The OECD and the G20 nations argued that an increase in transparency among nations and access to tax-related information would substantially decrease tax evasion.  Some commentators have alleged that tax evasion is supported by low-tax or no-tax jurisdictions, which, in many cases, have been mischaracterised as “tax havens”.

When the OECD announced that offshore business centers must sign a minimum of 12 OECD-compliant TIEAs in order to earn white list status with the organisation, the Cayman Islands acted quickly in signing off on those TIEAs already under negotiation and completing negotiations with other nations to meet the 12 required. The result was that the Cayman Islands earned white list status in August 2009, indicating its commitment to and substantial implementation of, the OECD’s internationally accepted standards of transparency and co-operation. The Cayman Islands government has also signed essentially similar tax information exchange agreements under its own “unilateral mechanism” with various additional jurisdictions, however the OECD has yet to approve this modified approach.

The OECD has reiterated that it is critically important for jurisdictions to practically illustrate that they have an ongoing commitment to effective and transparent exchange of tax information with those countries they have negotiated agreements with.  Countries on the white list are to commit to expanding their negotiations to seal further bilateral TIEAs over the coming months and years. Both the OECD and the G20 nations have indicated that they will shift their focus from counting signed TIEAs to establishing a system of peer review of the effective implementation and cooperation by all the countries of the provisions of the TIEAs signed. Furthermore, the OECD and its member states have started to implement defensive measures against jurisdictions that refuse to enter into TIEAs with other jurisdictions in the international financial community.

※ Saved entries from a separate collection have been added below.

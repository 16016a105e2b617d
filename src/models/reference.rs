//! Reference entities the scheduling core resolves against.
//!
//! These are owned by other modules of the wider platform (enrollment,
//! staffing); the scheduler treats them as read-mostly inputs. Teacher,
//! subject and class-group ids are opaque UUIDs and never dereferenced
//! here.

use chrono::NaiveDate;
use serde::{Deserialize, Serialize};
use uuid::Uuid;

/// An educational level ("Primary", "Secondary"), the scoping unit for
/// time slots and the optional preference tag on classrooms.
#[derive(Debug, Clone, Serialize, Deserialize)]
#[serde(rename_all = "camelCase")]
pub struct EducationalLevel {
    pub id: Uuid,
    pub name: String,
    /// Unique short code, e.g. "PRI".
    pub code: String,
}

#[derive(Debug, Clone, Serialize, Deserialize)]
#[serde(rename_all = "camelCase")]
pub struct NewEducationalLevel {
    pub name: String,
    pub code: String,
}

/// A school year ("2025-2026") bounding session validity windows.
#[derive(Debug, Clone, Serialize, Deserialize)]
#[serde(rename_all = "camelCase")]
pub struct AcademicYear {
    pub id: Uuid,
    pub name: String,
    pub start_date: NaiveDate,
    pub end_date: NaiveDate,
    pub is_current: bool,
}

#[derive(Debug, Clone, Serialize, Deserialize)]
#[serde(rename_all = "camelCase")]
pub struct NewAcademicYear {
    pub name: String,
    pub start_date: NaiveDate,
    pub end_date: NaiveDate,
    #[serde(default)]
    pub is_current: bool,
}

/// The binding of one teacher to one subject for one class-group within
/// one academic year, carrying a weekly-hour quota.
///
/// `teacher_id` and `class_group_id` may be absent while the assignment is
/// being staffed; a session referencing such an assignment cannot be
/// conflict-checked and is rejected.
#[derive(Debug, Clone, Serialize, Deserialize)]
#[serde(rename_all = "camelCase")]
pub struct SubjectAssignment {
    pub id: Uuid,
    pub teacher_id: Option<Uuid>,
    pub subject_id: Uuid,
    pub class_group_id: Option<Uuid>,
    pub academic_year_id: Uuid,
    pub weekly_hours: i32,
}

#[derive(Debug, Clone, Serialize, Deserialize)]
#[serde(rename_all = "camelCase")]
pub struct NewSubjectAssignment {
    #[serde(default)]
    pub teacher_id: Option<Uuid>,
    pub subject_id: Uuid,
    #[serde(default)]
    pub class_group_id: Option<Uuid>,
    pub academic_year_id: Uuid,
    pub weekly_hours: i32,
}
//! Classroom registry behavior: unique codes, preferred-level resolution,
//! delete guards and listing order.

mod support;

use lectio::db::repositories::LocalRepository;
use lectio::db::repository::{ClassroomRepository, SessionRepository, TimeSlotRepository};
use lectio::models::{ClassroomPatch, Weekday};
use uuid::Uuid;

use support::{classroom_input, seed_reference, session_input, slot_input, staffed_assignment};

#[tokio::test]
async fn test_duplicate_code_yields_one_success_one_conflict() {
    let repo = LocalRepository::new();

    let first = repo.insert_classroom(classroom_input("Math room", "R-101")).await;
    assert!(first.is_ok());

    let second = repo.insert_classroom(classroom_input("Other room", "R-101")).await;
    let err = second.unwrap_err();
    assert!(err.is_conflict());
    assert_eq!(repo.classroom_count(), 1);
}

#[tokio::test]
async fn test_repeated_failed_create_is_idempotent() {
    let repo = LocalRepository::new();
    repo.insert_classroom(classroom_input("Math room", "R-101"))
        .await
        .unwrap();

    for _ in 0..2 {
        let err = repo
            .insert_classroom(classroom_input("Copy", "R-101"))
            .await
            .unwrap_err();
        assert!(err.is_conflict());
    }
    assert_eq!(repo.classroom_count(), 1);
}

#[tokio::test]
async fn test_get_unknown_classroom_is_not_found() {
    let repo = LocalRepository::new();
    let err = repo.get_classroom(Uuid::new_v4()).await.unwrap_err();
    assert!(err.is_not_found());
}

#[tokio::test]
async fn test_create_with_unknown_preferred_level() {
    let repo = LocalRepository::new();
    let mut input = classroom_input("Lab", "LAB-1");
    input.preferred_level_id = Some(Uuid::new_v4());

    let err = repo.insert_classroom(input).await.unwrap_err();
    assert!(err.is_not_found());
    assert_eq!(repo.classroom_count(), 0);
}

#[tokio::test]
async fn test_create_with_known_preferred_level() {
    let repo = LocalRepository::new();
    let refs = seed_reference(&repo).await;

    let mut input = classroom_input("Lab", "LAB-1");
    input.preferred_level_id = Some(refs.level_id);

    let room = repo.insert_classroom(input).await.unwrap();
    assert_eq!(room.preferred_level_id, Some(refs.level_id));
}

#[tokio::test]
async fn test_update_code_collision_with_other_row() {
    let repo = LocalRepository::new();
    repo.insert_classroom(classroom_input("A", "R-101")).await.unwrap();
    let b = repo.insert_classroom(classroom_input("B", "R-102")).await.unwrap();

    let err = repo
        .update_classroom(
            b.id,
            ClassroomPatch {
                code: Some("R-101".to_string()),
                ..Default::default()
            },
        )
        .await
        .unwrap_err();
    assert!(err.is_conflict());

    // Keeping your own code is not a collision.
    let same = repo
        .update_classroom(
            b.id,
            ClassroomPatch {
                code: Some("R-102".to_string()),
                name: Some("B renamed".to_string()),
                ..Default::default()
            },
        )
        .await
        .unwrap();
    assert_eq!(same.name, "B renamed");
}

#[tokio::test]
async fn test_delete_without_references_succeeds() {
    let repo = LocalRepository::new();
    let room = repo.insert_classroom(classroom_input("A", "R-101")).await.unwrap();

    repo.delete_classroom(room.id).await.unwrap();
    assert!(repo.get_classroom(room.id).await.unwrap_err().is_not_found());
}

#[tokio::test]
async fn test_delete_with_active_session_fails() {
    let repo = LocalRepository::new();
    let refs = seed_reference(&repo).await;
    let room = repo.insert_classroom(classroom_input("A", "R-101")).await.unwrap();
    let slot = repo
        .insert_time_slot(slot_input(refs.level_id, "1st", (8, 0), (9, 0), 1))
        .await
        .unwrap();
    let assignment = staffed_assignment(&repo, refs.year_id).await;
    repo.insert_session(session_input(
        assignment.id,
        room.id,
        slot.id,
        Weekday::Monday,
        refs.year_id,
    ))
    .await
    .unwrap();

    let err = repo.delete_classroom(room.id).await.unwrap_err();
    assert!(err.is_validation());
    // Row is intact after the failed delete.
    assert!(repo.get_classroom(room.id).await.is_ok());
}

#[tokio::test]
async fn test_delete_with_only_inactive_session_succeeds() {
    let repo = LocalRepository::new();
    let refs = seed_reference(&repo).await;
    let room = repo.insert_classroom(classroom_input("A", "R-101")).await.unwrap();
    let slot = repo
        .insert_time_slot(slot_input(refs.level_id, "1st", (8, 0), (9, 0), 1))
        .await
        .unwrap();
    let assignment = staffed_assignment(&repo, refs.year_id).await;

    let mut input = session_input(
        assignment.id,
        room.id,
        slot.id,
        Weekday::Monday,
        refs.year_id,
    );
    input.is_active = false;
    repo.insert_session(input).await.unwrap();

    repo.delete_classroom(room.id).await.unwrap();
}

#[tokio::test]
async fn test_list_sorted_by_building_floor_name() {
    let repo = LocalRepository::new();

    let mut east = classroom_input("Zeta", "E-1");
    east.building = Some("East".to_string());
    east.floor = Some(2);
    let mut west_low = classroom_input("Alpha", "W-1");
    west_low.building = Some("West".to_string());
    west_low.floor = Some(1);
    let mut east_low = classroom_input("Alpha", "E-2");
    east_low.building = Some("East".to_string());
    east_low.floor = Some(1);

    repo.insert_classroom(west_low).await.unwrap();
    repo.insert_classroom(east).await.unwrap();
    repo.insert_classroom(east_low).await.unwrap();

    let rooms = repo.list_classrooms().await.unwrap();
    let codes: Vec<&str> = rooms.iter().map(|r| r.code.as_str()).collect();
    assert_eq!(codes, vec!["E-2", "E-1", "W-1"]);
}
//! lectio: school timetable backend.
//!
//! A REST service for timetable administration: classroom and time-slot
//! registries plus conflict-checked schedule sessions assigning subject
//! assignments to (classroom, time slot, day, academic year) tuples.
//!
//! The crate is layered as:
//!
//! - [`models`]: domain types with their wire representation
//! - [`scheduling`]: pure conflict detection and interval math
//! - [`db`]: repository traits and the in-memory backend
//! - [`http`]: axum handlers, router, auth and error mapping
//!   (behind the `http-server` feature)
//! - [`config`]: server configuration from env vars and TOML

pub mod config;
pub mod db;
pub mod http;
pub mod models;
pub mod scheduling;
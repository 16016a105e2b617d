//! HTTP error handling and response types.

use axum::{
    http::StatusCode,
    response::{IntoResponse, Response},
    Json,
};
use serde::{Deserialize, Serialize};
use tracing::error;

use crate::db::repository::RepositoryError;

/// API error response body.
#[derive(Debug, Clone, Serialize, Deserialize)]
#[serde(rename_all = "camelCase")]
pub struct ApiError {
    /// HTTP status code, repeated in the body for frontend convenience
    pub status_code: u16,
    /// Human-readable error message
    pub message: String,
}

/// Application error type for HTTP handlers.
#[derive(Debug)]
pub enum AppError {
    /// Resource not found
    NotFound(String),
    /// Invalid request (validation error)
    BadRequest(String),
    /// Uniqueness or occupancy conflict
    Conflict(String),
    /// Missing or unknown bearer token
    Unauthorized(String),
    /// Known caller without the required role
    Forbidden(String),
    /// Internal server error
    Internal(String),
}

impl IntoResponse for AppError {
    fn into_response(self) -> Response {
        let (status, message) = match self {
            AppError::NotFound(msg) => (StatusCode::NOT_FOUND, msg),
            AppError::BadRequest(msg) => (StatusCode::BAD_REQUEST, msg),
            AppError::Conflict(msg) => (StatusCode::CONFLICT, msg),
            AppError::Unauthorized(msg) => (StatusCode::UNAUTHORIZED, msg),
            AppError::Forbidden(msg) => (StatusCode::FORBIDDEN, msg),
            AppError::Internal(msg) => {
                error!("internal error: {}", msg);
                (
                    StatusCode::INTERNAL_SERVER_ERROR,
                    "Internal server error".to_string(),
                )
            }
        };

        let body = Json(ApiError {
            status_code: status.as_u16(),
            message,
        });

        (status, body).into_response()
    }
}

impl From<RepositoryError> for AppError {
    fn from(err: RepositoryError) -> Self {
        match &err {
            RepositoryError::NotFound { .. } => AppError::NotFound(err.message().to_string()),
            RepositoryError::Conflict { .. } => AppError::Conflict(err.message().to_string()),
            RepositoryError::ValidationError { .. } => {
                AppError::BadRequest(err.message().to_string())
            }
            RepositoryError::ConnectionError { .. }
            | RepositoryError::ConfigurationError { .. }
            | RepositoryError::InternalError { .. } => AppError::Internal(err.to_string()),
        }
    }
}

impl From<anyhow::Error> for AppError {
    fn from(err: anyhow::Error) -> Self {
        AppError::Internal(err.to_string())
    }
}
// ==================== Time-slot registry ====================

#[async_trait]
impl TimeSlotRepository for LocalRepository {
    async fn list_time_slots(&self) -> RepositoryResult<Vec<TimeSlot>> {
        let data = self.data.read();
        let mut slots: Vec<TimeSlot> = data.time_slots.values().cloned().collect();
        slots.sort_by(|a, b| {
            let level_a = data.levels.get(&a.level_id).map(|l| l.name.as_str()).unwrap_or("");
            let level_b = data.levels.get(&b.level_id).map(|l| l.name.as_str()).unwrap_or("");
            (level_a, a.order).cmp(&(level_b, b.order))
        });
        Ok(slots)
    }

    async fn list_time_slots_by_level(&self, level_id: Uuid) -> RepositoryResult<Vec<TimeSlot>> {
        let data = self.data.read();
        data.level(level_id)?;
        let mut slots: Vec<TimeSlot> = data
            .time_slots
            .values()
            .filter(|s| s.level_id == level_id)
            .cloned()
            .collect();
        slots.sort_by_key(|s| s.order);
        Ok(slots)
    }

    async fn get_time_slot(&self, id: Uuid) -> RepositoryResult<TimeSlot> {
        Ok(self.data.read().time_slot(id)?.clone())
    }

    async fn insert_time_slot(&self, input: NewTimeSlot) -> RepositoryResult<TimeSlot> {
        let mut data = self.data.write();
        self.check_health(&data)?;

        data.level(input.level_id)?;
        validate_slot_times(input.start_time, input.end_time)?;

        if let Some(other) =
            data.overlapping_slot(input.level_id, input.start_time, input.end_time, None)
        {
            return Err(RepositoryError::conflict_with_context(
                format!(
                    "Time slot overlaps active slot '{}' ({}-{})",
                    other.name, other.start_time, other.end_time
                ),
                ErrorContext::new("insert_time_slot").with_entity("time_slot"),
            ));
        }

        let slot = TimeSlot {
            id: Uuid::new_v4(),
            name: input.name,
            start_time: input.start_time,
            end_time: input.end_time,
            order: input.order,
            is_break: input.is_break,
            is_active: input.is_active,
            level_id: input.level_id,
        };
        data.time_slots.insert(slot.id, slot.clone());
        Ok(slot)
    }

    async fn update_time_slot(
        &self,
        id: Uuid,
        patch: TimeSlotPatch,
    ) -> RepositoryResult<TimeSlot> {
        let mut data = self.data.write();
        self.check_health(&data)?;

        let mut slot = data.time_slot(id)?.clone();

        if let Some(level_id) = patch.level_id {
            data.level(level_id)?;
            slot.level_id = level_id;
        }
        if let Some(name) = patch.name {
            slot.name = name;
        }
        if let Some(start_time) = patch.start_time {
            slot.start_time = start_time;
        }
        if let Some(end_time) = patch.end_time {
            slot.end_time = end_time;
        }
        if let Some(order) = patch.order {
            slot.order = order;
        }
        if let Some(is_break) = patch.is_break {
            slot.is_break = is_break;
        }
        if let Some(is_active) = patch.is_active {
            slot.is_active = is_active;
        }

        validate_slot_times(slot.start_time, slot.end_time)?;

        // The overlap invariant only constrains active slots, so a slot
        // being deactivated is free to keep any range.
        if slot.is_active {
            if let Some(other) =
                data.overlapping_slot(slot.level_id, slot.start_time, slot.end_time, Some(id))
            {
                return Err(RepositoryError::conflict_with_context(
                    format!(
                        "Time slot overlaps active slot '{}' ({}-{})",
                        other.name, other.start_time, other.end_time
                    ),
                    ErrorContext::new("update_time_slot")
                        .with_entity("time_slot")
                        .with_entity_id(id),
                ));
            }
        }

        data.time_slots.insert(id, slot.clone());
        Ok(slot)
    }

    async fn delete_time_slot(&self, id: Uuid) -> RepositoryResult<()> {
        let mut data = self.data.write();
        self.check_health(&data)?;

        data.time_slot(id)?;
        if data.active_sessions_reference_slot(id) {
            return Err(RepositoryError::validation_with_context(
                "Time slot is referenced by active schedule sessions",
                ErrorContext::new("delete_time_slot")
                    .with_entity("time_slot")
                    .with_entity_id(id),
            ));
        }
        data.time_slots.remove(&id);
        Ok(())
    }
}
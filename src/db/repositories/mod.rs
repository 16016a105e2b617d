//! Repository implementations.

#[cfg(feature = "local-repo")]
mod local;

#[cfg(feature = "local-repo")]
pub use local::LocalRepository;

In actively implementing the TIEAs and continuing to engage in international economic dialogue, the Cayman Islands demonstrates its status as a well-regulated, forward–looking, and leading offshore financial jurisdiction. The Islands positive approach to negotiating TIEAs with other nations has resulted in mutually beneficial terms for all involved. Currently, the Cayman Islands have entered into 14 TIEAs and is negotiating many more. The Cayman Islands’ white list status is but one example of the Cayman Islands’ willingness to be at the forefront of compliance with international tax information exchange and transparency standards.

This publication is intended only to provide a summary of the subject mattered covered.  It does not purport to be comprehensive or to provide legal advice.  No person should act in reliance on any statement contained in this publication without first obtaining specific professional advice.